**Your objective**
A single number is the answer: how many lines of the entries contain the word "recovered"?
= Beginning of Section =
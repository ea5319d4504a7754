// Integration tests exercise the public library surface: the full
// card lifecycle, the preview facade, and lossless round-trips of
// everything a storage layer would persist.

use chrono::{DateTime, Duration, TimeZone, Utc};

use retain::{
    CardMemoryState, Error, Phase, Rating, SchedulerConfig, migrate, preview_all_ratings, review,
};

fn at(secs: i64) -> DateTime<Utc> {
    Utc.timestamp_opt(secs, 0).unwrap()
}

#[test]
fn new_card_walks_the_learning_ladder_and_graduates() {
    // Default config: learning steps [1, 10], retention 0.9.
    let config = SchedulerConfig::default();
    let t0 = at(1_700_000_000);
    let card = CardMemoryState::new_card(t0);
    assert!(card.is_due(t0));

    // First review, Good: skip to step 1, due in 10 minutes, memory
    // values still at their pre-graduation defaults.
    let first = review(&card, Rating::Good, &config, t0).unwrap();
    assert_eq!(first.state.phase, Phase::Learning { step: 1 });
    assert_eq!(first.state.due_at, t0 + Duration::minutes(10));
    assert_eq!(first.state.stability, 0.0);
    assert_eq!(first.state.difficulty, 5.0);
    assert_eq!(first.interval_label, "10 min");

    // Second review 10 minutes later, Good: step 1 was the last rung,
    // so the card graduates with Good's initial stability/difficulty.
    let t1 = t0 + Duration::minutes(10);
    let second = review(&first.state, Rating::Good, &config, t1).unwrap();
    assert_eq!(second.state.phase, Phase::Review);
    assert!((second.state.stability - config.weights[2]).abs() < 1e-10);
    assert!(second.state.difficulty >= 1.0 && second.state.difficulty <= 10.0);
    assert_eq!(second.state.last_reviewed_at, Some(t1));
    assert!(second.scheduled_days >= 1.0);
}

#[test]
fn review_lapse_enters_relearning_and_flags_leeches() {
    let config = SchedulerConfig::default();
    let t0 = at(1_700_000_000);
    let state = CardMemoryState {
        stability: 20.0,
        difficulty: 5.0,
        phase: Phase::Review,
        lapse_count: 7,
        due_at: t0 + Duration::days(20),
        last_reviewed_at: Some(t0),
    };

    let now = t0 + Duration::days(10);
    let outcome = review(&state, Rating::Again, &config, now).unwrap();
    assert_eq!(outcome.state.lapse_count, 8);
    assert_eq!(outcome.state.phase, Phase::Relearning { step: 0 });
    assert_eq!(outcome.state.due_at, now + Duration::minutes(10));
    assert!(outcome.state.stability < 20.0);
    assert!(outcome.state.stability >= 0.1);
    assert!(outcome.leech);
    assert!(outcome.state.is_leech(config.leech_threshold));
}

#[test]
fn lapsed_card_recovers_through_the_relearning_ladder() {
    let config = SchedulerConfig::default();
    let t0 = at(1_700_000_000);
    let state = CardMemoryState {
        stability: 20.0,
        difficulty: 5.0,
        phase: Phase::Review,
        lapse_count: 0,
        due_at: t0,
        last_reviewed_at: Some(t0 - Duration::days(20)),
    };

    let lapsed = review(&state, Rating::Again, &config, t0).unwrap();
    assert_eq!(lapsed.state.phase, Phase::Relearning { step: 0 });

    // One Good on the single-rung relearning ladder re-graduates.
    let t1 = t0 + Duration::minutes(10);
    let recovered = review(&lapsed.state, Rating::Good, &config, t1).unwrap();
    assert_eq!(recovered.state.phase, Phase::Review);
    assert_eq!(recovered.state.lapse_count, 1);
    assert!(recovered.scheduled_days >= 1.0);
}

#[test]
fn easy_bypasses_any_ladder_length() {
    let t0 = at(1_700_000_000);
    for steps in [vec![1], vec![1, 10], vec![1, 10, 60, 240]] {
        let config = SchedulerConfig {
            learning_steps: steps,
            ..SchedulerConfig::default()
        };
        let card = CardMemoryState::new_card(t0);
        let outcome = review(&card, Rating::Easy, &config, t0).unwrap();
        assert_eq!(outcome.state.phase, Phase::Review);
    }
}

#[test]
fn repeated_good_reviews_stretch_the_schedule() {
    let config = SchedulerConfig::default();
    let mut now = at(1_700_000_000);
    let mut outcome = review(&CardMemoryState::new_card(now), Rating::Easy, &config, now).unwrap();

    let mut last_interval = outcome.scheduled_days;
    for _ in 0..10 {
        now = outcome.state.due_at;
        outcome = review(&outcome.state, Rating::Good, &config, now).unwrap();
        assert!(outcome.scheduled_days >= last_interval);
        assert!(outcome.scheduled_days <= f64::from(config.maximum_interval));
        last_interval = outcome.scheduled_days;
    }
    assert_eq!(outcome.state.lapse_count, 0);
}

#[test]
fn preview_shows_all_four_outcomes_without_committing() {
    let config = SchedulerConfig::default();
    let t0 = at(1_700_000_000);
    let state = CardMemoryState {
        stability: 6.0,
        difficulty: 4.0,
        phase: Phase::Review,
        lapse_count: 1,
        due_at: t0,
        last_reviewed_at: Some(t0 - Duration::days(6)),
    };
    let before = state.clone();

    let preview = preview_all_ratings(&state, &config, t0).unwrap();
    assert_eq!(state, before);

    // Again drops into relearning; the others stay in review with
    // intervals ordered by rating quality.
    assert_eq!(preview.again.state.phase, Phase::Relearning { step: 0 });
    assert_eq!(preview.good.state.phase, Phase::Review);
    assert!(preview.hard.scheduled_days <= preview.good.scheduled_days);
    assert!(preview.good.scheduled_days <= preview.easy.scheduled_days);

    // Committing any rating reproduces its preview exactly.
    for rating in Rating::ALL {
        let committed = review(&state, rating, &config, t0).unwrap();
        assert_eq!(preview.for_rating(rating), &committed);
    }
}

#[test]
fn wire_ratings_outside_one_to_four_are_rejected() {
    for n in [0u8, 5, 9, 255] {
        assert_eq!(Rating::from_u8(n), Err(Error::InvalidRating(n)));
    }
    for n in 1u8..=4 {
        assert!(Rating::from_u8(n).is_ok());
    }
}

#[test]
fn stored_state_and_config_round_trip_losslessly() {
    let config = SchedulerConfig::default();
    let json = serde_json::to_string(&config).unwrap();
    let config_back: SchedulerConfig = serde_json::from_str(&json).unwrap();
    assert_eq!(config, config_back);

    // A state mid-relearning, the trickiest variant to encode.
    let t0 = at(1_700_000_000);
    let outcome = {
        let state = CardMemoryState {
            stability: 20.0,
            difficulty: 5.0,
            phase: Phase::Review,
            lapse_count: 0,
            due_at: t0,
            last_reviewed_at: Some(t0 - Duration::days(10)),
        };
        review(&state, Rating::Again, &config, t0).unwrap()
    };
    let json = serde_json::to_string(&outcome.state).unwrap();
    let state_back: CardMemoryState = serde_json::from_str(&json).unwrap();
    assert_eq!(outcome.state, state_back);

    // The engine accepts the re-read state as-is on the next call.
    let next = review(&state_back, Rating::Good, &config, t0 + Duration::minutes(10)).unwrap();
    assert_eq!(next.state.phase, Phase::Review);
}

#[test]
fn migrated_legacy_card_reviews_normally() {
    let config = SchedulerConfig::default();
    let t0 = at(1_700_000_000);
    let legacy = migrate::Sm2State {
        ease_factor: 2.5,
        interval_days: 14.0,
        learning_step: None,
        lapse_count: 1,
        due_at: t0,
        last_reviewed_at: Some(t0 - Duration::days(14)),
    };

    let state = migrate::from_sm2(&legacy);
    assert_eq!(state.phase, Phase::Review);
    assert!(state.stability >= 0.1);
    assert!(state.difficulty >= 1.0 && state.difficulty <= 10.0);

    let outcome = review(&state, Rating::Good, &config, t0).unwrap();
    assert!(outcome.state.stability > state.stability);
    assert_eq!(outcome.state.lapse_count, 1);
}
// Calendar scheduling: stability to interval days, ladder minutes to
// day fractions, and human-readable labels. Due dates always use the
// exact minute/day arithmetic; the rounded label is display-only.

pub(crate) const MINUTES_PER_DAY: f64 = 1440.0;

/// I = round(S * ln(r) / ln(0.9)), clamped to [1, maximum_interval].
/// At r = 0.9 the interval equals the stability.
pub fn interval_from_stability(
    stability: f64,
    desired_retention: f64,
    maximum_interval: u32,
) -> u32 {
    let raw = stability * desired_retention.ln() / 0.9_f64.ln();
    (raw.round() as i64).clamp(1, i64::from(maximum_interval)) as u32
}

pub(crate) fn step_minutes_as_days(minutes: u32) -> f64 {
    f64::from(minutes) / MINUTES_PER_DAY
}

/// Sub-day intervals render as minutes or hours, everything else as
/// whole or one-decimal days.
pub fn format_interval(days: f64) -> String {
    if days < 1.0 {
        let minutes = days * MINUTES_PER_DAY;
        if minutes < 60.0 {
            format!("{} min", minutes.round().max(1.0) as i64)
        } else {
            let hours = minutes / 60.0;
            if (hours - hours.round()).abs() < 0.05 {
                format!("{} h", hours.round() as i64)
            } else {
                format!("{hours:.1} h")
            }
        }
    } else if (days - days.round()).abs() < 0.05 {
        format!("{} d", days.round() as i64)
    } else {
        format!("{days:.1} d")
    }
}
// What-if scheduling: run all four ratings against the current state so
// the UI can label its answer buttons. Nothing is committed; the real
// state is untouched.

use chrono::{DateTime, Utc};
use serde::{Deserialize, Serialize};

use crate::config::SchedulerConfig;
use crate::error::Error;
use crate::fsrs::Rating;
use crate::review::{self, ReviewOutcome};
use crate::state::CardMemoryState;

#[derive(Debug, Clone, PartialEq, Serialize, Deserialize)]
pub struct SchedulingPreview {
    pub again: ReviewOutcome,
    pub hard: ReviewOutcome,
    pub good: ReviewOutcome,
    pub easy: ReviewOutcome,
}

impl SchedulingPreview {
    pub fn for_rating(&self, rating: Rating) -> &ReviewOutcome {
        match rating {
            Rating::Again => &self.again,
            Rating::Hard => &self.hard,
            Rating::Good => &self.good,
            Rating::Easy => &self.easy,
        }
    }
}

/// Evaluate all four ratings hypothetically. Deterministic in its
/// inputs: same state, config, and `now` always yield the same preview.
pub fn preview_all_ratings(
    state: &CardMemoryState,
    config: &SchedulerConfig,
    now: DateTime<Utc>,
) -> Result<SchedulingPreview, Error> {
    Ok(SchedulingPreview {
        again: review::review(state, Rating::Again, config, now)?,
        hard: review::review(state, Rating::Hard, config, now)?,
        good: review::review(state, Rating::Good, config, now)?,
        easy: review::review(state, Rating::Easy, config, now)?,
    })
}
= End of Section =
= Beginning of Section =
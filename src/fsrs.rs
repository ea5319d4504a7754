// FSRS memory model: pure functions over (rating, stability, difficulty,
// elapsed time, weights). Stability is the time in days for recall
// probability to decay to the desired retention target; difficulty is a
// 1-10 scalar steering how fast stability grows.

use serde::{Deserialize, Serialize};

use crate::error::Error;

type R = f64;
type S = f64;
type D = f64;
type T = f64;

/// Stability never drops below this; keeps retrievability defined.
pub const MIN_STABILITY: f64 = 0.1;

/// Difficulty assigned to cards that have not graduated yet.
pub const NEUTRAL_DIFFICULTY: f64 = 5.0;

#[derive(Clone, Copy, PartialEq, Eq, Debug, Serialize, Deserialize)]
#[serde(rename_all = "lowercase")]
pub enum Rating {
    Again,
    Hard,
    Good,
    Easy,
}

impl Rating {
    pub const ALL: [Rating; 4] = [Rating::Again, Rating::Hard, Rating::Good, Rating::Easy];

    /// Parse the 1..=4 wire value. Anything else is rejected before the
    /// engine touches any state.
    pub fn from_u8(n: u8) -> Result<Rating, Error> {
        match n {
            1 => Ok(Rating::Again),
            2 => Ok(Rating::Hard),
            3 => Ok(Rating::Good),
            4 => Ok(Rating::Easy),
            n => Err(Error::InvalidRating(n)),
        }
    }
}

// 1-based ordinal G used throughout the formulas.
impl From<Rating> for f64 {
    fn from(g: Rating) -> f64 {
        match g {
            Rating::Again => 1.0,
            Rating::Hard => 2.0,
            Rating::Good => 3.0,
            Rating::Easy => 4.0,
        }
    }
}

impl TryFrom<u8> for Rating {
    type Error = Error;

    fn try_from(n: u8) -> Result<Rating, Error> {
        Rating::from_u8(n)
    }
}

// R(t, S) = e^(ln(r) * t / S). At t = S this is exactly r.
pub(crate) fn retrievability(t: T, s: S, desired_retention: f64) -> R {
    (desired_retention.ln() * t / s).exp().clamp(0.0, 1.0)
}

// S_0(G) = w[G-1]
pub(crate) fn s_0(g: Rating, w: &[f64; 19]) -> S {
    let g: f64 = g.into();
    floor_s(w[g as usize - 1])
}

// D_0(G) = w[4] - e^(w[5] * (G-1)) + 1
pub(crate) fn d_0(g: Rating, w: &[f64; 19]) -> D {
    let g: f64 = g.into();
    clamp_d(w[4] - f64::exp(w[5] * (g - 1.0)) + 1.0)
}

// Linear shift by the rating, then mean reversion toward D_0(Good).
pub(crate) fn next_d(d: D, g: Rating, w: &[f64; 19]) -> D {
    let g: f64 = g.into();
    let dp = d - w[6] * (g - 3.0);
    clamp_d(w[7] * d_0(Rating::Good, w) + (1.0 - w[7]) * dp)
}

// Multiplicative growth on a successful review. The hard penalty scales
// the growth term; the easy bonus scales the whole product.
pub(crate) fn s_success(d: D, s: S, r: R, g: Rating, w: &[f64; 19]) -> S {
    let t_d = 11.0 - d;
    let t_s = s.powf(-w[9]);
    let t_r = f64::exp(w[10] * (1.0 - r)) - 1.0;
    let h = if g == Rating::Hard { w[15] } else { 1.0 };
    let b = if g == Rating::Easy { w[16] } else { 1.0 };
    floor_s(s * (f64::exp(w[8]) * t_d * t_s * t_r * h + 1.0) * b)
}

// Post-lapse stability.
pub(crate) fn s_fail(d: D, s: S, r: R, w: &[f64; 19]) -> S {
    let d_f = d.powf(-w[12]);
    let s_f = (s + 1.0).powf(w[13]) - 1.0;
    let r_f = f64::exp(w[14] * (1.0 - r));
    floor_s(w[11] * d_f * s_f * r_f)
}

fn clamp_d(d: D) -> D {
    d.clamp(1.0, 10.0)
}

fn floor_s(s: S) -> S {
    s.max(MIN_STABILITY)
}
= End of Section =
**Result below**
4